Mais comme souvent, l’annonce a devancé la réalité. Le déploiement, initialement prévu pour juin 2025, a été repoussé à mi-août, avec une finalisation prévue à la mi-septembre (cf. Microsoft 365 Admin Center, ID MC1101906).
Retards maîtrisés : un mal pour un bien ?
Microsoft tente visiblement d’éviter les erreurs du passé. On se souvient de la mise à jour désastreuse du calendrier partagé dans Outlook classique, en 2022, qui avait semé le chaos dans les environnements utilisateurs. L’entreprise semble avoir appris de ses faux pas : mieux vaut livrer plus tard, mais proprement.
Autre exemple : une fonctionnalité Office censée améliorer les performances de manière intrusive a également été retardée, puis relancée dans une version plus fine, après retour terrain.
Une philosophie du “release lent et réfléchi” semble émerger à Redmond. Et tant mieux : les directions IT ne sont pas friandes de surprises en production.
Impacts concrets pour les DSI
- Windows 10 n’est pas mort, mais son agonie est encadrée. Le support M365 survivra quelque temps, mais les mises à jour de sécurité s’arrêteront bien en 2025.

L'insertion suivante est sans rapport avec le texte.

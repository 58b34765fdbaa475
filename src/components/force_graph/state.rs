//! Graph simulation state and interaction tracking.
//!
//! Wraps the `force_graph` physics simulation with per-service metadata, view
//! transforms for pan/zoom, and highlight state for hover effects with smooth
//! intensity transitions.

use std::collections::{HashMap, HashSet};
use std::f64::consts::PI;

use force_graph::{DefaultNodeIdx, EdgeData, ForceGraph, NodeData};

use super::labels::{DetailKind, LabelLine, label_lines};
use super::scale::{ScaleConfig, ScaledValues};
use super::theme::{CategoryPalette, Color, Theme};
use super::types::ServiceGraph;
use crate::config::LayoutConfig;

/// Per-node display metadata attached to each node in the simulation.
#[derive(Clone, Debug)]
pub struct NodeInfo {
	pub name: String,
	/// Service category, used to pick the icon.
	pub kind: String,
	pub color: Color,
	/// Percentage of successful invocations, drives the outline gradient.
	pub success_ratio: f64,
	pub lines: Vec<LabelLine>,
}

/// Per-edge display metadata.
#[derive(Clone, Debug)]
pub struct EdgeInfo {
	/// Stroke width in world units.
	pub width: f64,
	pub label: String,
	/// Inherited from the source node's category.
	pub color: Color,
}

/// Pan and zoom transform applied to the entire graph view.
#[derive(Clone, Debug, Default)]
pub struct ViewTransform {
	pub x: f64,
	pub y: f64,
	/// Zoom factor (1.0 = 100%, clamped to 0.1..10.0).
	pub k: f64,
}

/// Tracks an in-progress node drag operation.
#[derive(Clone, Debug, Default)]
pub struct DragState {
	pub active: bool,
	pub node_idx: Option<DefaultNodeIdx>,
	pub start_x: f64,
	pub start_y: f64,
	pub node_start_x: f32,
	pub node_start_y: f32,
}

/// Tracks an in-progress canvas pan operation.
#[derive(Clone, Debug, Default)]
pub struct PanState {
	pub active: bool,
	pub start_x: f64,
	pub start_y: f64,
	pub transform_start_x: f64,
	pub transform_start_y: f64,
}

/// Manages smooth highlight transitions with per-node intensity tracking.
///
/// Each node has its own intensity value (0.0 to 1.0) that animates towards 1
/// while the node is hovered or adjacent to the hovered node, and decays
/// towards 0 afterwards. A short hold time keeps a highlight from flashing
/// when the pointer only grazes a node.
#[derive(Clone, Debug, Default)]
pub struct HighlightState {
	/// Currently hovered node (if any)
	pub hovered_node: Option<DefaultNodeIdx>,
	/// Hovered node plus its neighbors
	target_set: HashSet<DefaultNodeIdx>,
	/// Nodes not in this map have intensity 0.
	node_intensity: HashMap<DefaultNodeIdx, f64>,
	hover_ring_intensity: HashMap<DefaultNodeIdx, f64>,
	/// Time remaining before fade-out can begin
	hold_timer: HashMap<DefaultNodeIdx, f64>,
	cached_max: f64,
}

/// Minimum time (seconds) a highlight is held before it can fade out.
const MIN_HOLD_TIME: f64 = 0.12;

impl HighlightState {
	/// Update the hovered node and recompute the target highlight set.
	pub fn set_hover(
		&mut self,
		node: Option<DefaultNodeIdx>,
		edges: &[(DefaultNodeIdx, DefaultNodeIdx)],
	) {
		if self.hovered_node == node {
			return;
		}

		self.hovered_node = node;
		self.target_set.clear();

		if let Some(idx) = node {
			self.target_set.insert(idx);
			for &(src, tgt) in edges {
				if src == idx {
					self.target_set.insert(tgt);
				} else if tgt == idx {
					self.target_set.insert(src);
				}
			}

			for &idx in &self.target_set {
				self.hold_timer.insert(idx, MIN_HOLD_TIME);
			}
		}
	}

	/// Animate all node intensities towards their targets using exponential smoothing.
	///
	/// value += (target - value) * (1 - e^(-speed * dt))
	pub fn tick(&mut self, dt: f64) {
		const FADE_IN_SPEED: f64 = 6.0; // ~150ms to 95%
		const FADE_OUT_SPEED: f64 = 4.0; // ~250ms to 95%

		let fade_in_factor = 1.0 - (-FADE_IN_SPEED * dt).exp();
		let fade_out_decay = (-FADE_OUT_SPEED * dt).exp();

		for &idx in &self.target_set {
			let intensity = self.node_intensity.entry(idx).or_insert(0.0);
			*intensity += (1.0 - *intensity) * fade_in_factor;
		}

		if let Some(idx) = self.hovered_node {
			let intensity = self.hover_ring_intensity.entry(idx).or_insert(0.0);
			*intensity += (1.0 - *intensity) * fade_in_factor;
		}

		let mut new_max: f64 = 0.0;

		self.hold_timer.retain(|idx, timer| {
			if self.target_set.contains(idx) {
				true
			} else {
				*timer -= dt;
				*timer > 0.0
			}
		});

		self.node_intensity.retain(|idx, intensity| {
			if self.target_set.contains(idx) {
				new_max = new_max.max(*intensity);
				true
			} else {
				let hold_remaining = self.hold_timer.get(idx).copied().unwrap_or(0.0);
				if hold_remaining <= 0.0 {
					*intensity *= fade_out_decay;
				}
				new_max = new_max.max(*intensity);
				*intensity > 0.005
			}
		});

		self.hover_ring_intensity.retain(|idx, intensity| {
			if self.hovered_node == Some(*idx) {
				true
			} else {
				let hold_remaining = self.hold_timer.get(idx).copied().unwrap_or(0.0);
				if hold_remaining <= 0.0 {
					*intensity *= fade_out_decay;
				}
				*intensity > 0.005
			}
		});

		self.cached_max = new_max;
	}

	pub fn node_intensity(&self, idx: DefaultNodeIdx) -> f64 {
		self.node_intensity.get(&idx).copied().unwrap_or(0.0)
	}

	pub fn hover_ring_intensity(&self, idx: DefaultNodeIdx) -> f64 {
		self.hover_ring_intensity.get(&idx).copied().unwrap_or(0.0)
	}

	/// Geometric mean of the endpoint intensities.
	pub fn edge_intensity(&self, idx1: DefaultNodeIdx, idx2: DefaultNodeIdx) -> f64 {
		(self.node_intensity(idx1) * self.node_intensity(idx2)).sqrt()
	}

	/// Maximum intensity of any node, used to dim everything else.
	pub fn max_intensity(&self) -> f64 {
		self.cached_max
	}
}

/// A label line under the pointer.
#[derive(Clone, Debug, PartialEq)]
pub struct LabelHit {
	pub node: DefaultNodeIdx,
	pub line: usize,
}

/// Content of the floating detail card.
#[derive(Clone, Debug, PartialEq)]
pub struct HoverDetail {
	/// Owning service.
	pub service: String,
	/// The hovered line, verbatim.
	pub text: String,
	/// Whether the line describes the service or its metrics.
	pub kind: DetailKind,
	/// Pointer x, relative to the canvas.
	pub x: f64,
	/// Pointer y, relative to the canvas.
	pub y: f64,
}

- Le New Outlook devient incontournable. Les fonctionnalités critiques arrivent progressivement. La résistance au changement devient une posture difficile à justifier.

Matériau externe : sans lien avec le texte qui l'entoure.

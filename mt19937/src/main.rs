use anyhow::Context;
use clap::Parser;
use env_logger::{Builder, Env};
use log::info;
use mt19937::{Mt19937, Options, PrngJson};
use std::error::Error;
use std::io::{self, Write};
use std::path::PathBuf;

mod utilities;
use crate::utilities::{read_input, reset_sigpipe, seed_option};

fn main() -> Result<(), Box<dyn Error>> {
    // behave like a typical unix utility
    reset_sigpipe()?;

    // logging goes to stderr, stdout is reserved for values
    Builder::from_env(Env::default().default_filter_or("warn")).init();

    let mut stdout = io::stdout().lock();

    #[derive(Parser, Debug)]
    #[clap(author, version, about, long_about=None)]
    struct Args {
        /// Number of values to output
        #[clap(default_value_t = 10)]
        count: usize,

        /// Seed, an integer or a comma separated list of integers, defaults to a random seed
        seed: Option<String>,

        /// Output doubles on [0, 1) instead of integers
        #[clap(short, long)]
        normalized: bool,

        /// JSON options file: {"seed": N | [N, ...], "state": [...]}, "-" implies stdin
        #[clap(short, long, conflicts_with_all = ["seed", "state_in"])]
        config: Option<PathBuf>,

        /// Resume from a JSON state written by --state-out, "-" implies stdin
        #[clap(short = 'i', long, conflicts_with = "seed")]
        state_in: Option<PathBuf>,

        /// Write the final generator state as JSON
        #[clap(short = 'o', long)]
        state_out: Option<PathBuf>,
    }
    let args = Args::parse();

    // ===============================================================

    let mut mt = match (&args.config, &args.state_in, &args.seed) {
        (Some(config), _, _) => Mt19937::new(Options::from_json(&read_input(config)?)?)?,
        (_, Some(state_in), _) => {
            let json: PrngJson = serde_json::from_str(&read_input(state_in)?)
                .with_context(|| format!("could not parse state `{:?}`", state_in.as_os_str()))?;
            Mt19937::from_json(&json, true)?
        }
        (_, _, Some(seed)) => Mt19937::from_seed(seed_option(seed)?)?,
        _ => Mt19937::new(Options::new())?,
    };
    info!("seed = {:?}", mt.seed());

    for _ in 0..args.count {
        match args.normalized {
            true => writeln!(stdout, "{}", mt.normalized())?,
            false => writeln!(stdout, "{}", mt.next_word())?,
        }
    }

    if let Some(state_out) = args.state_out {
        let json = serde_json::to_string(&mt.to_json())?;
        std::fs::write(&state_out, json)
            .with_context(|| format!("could not write file `{:?}`", state_out.as_os_str()))?;
    }
    Ok(())
}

- Le déploiement offline change la donne pour certains profils. Les collaborateurs nomades ou opérant dans des zones à faible connectivité peuvent bénéficier d’un Outlook moderne, sans compromis.

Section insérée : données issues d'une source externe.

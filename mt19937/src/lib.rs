// https://en.wikipedia.org/wiki/Mersenne_Twister
// http://www.math.sci.hiroshima-u.ac.jp/~m-mat/MT/emt.html

pub mod error;
pub use error::{Mt19937Error, Provenance, StateError};

//================================================
//    bit-level pieces of the recurrence
//================================================
pub mod init;
pub mod temper;
pub mod twist;
pub mod uint32;

//================================================
// the versioned state array and its validation
//================================================
pub mod state_array;
pub use state_array::{shared, SharedState};

//================================================
//  generator instances, options and JSON form
//================================================
pub mod generator;
pub use generator::Mt19937;

pub mod options;
pub use options::{Options, Seed, SeedOption};

pub mod serialize;
pub use serialize::{PrngJson, StateJson};
/*
 * module: error
 */

use std::fmt;
use thiserror::Error;

// Where a state array came from, reported in every state-integrity error:
//   Option   => supplied through `Options` at construction
//   Argument => supplied to `set_state()` on a live generator
#[derive(Debug, Clone, Copy, PartialEq, Eq)]
pub enum Provenance {
    Option,
    Argument,
}

impl fmt::Display for Provenance {
    fn fmt(&self, f: &mut fmt::Formatter<'_>) -> fmt::Result {
        match self {
            Provenance::Option => write!(f, "option"),
            Provenance::Argument => write!(f, "argument"),
        }
    }
}

// One variant per state array invariant
#[derive(Debug, Clone, PartialEq, Eq, Error)]
pub enum StateError {
    #[error("`state` array has insufficient length. Expected at least: {expected}. Actual: {actual}.")]
    InsufficientLength { expected: usize, actual: usize },

    #[error("`state` array has an incompatible schema version. Expected: {expected}. Actual: {actual}.")]
    Version { expected: u32, actual: u32 },

    #[error("`state` array has an incompatible number of sections. Expected: {expected}. Actual: {actual}.")]
    SectionCount { expected: u32, actual: u32 },

    #[error("`state` array has an incompatible state length. Expected: {expected}. Actual: {actual}.")]
    StateLength { expected: u32, actual: u32 },

    #[error("`state` array has an incompatible section length. Expected: {expected}. Actual: {actual}.")]
    OtherLength { expected: u32, actual: u32 },

    #[error("`state` array length is incompatible with seed section length. Expected: {expected}. Actual: {actual}.")]
    SeedLength { expected: usize, actual: u32 },
}

#[derive(Debug, Error)]
pub enum Mt19937Error {
    #[error(
        "invalid option. `seed` option must be either a nonnegative integer less than or equal to the maximum \
         unsigned 32-bit integer or an array containing such integers. Option: `{0}`."
    )]
    InvalidSeed(String),

    #[error("invalid option. `seed` array must contain at least one element.")]
    EmptySeed,

    #[error("invalid {provenance}. {source}")]
    InvalidState { provenance: Provenance, source: StateError },

    #[error("invalid options: {0}")]
    InvalidOptions(#[from] serde_json::Error),

    #[error("invalid PRNG JSON: {0}")]
    InvalidJson(String),

    #[error("Entropy: {0}")]
    Entropy(#[from] rand::Error),
}

impl Mt19937Error {
    pub(crate) fn state(provenance: Provenance) -> impl FnOnce(StateError) -> Self {
        move |source| Mt19937Error::InvalidState { provenance, source }
    }
}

- La roadmap M365 devient un outil stratégique. Les retards, ajustements et suppressions de fonctionnalités nécessitent une veille constante. Le Admin Center doit devenir un réflexe quotidien.
Conclusion : un virage doux… mais un virage quand même
Ce que propose Microsoft, ce n’est pas un sursis gratuit. C’est une fenêtre d’opportunité pour opérer une migration plus intelligente, sans brûler les étapes. Rallonger le support d’Office sur Windows 10, c’est permettre aux organisations de préparer leurs utilisateurs, d’adapter leur socle technique, et de sécuriser leur roadmap.
Mais que l’on ne s’y trompe pas : la fin de Windows 10 est écrite, et l’avenir appartient à Windows 11… et à son fidèle compagnon, Nouvel Outlook. Mieux vaut s’y préparer sérieusement, car Microsoft, lui, avance.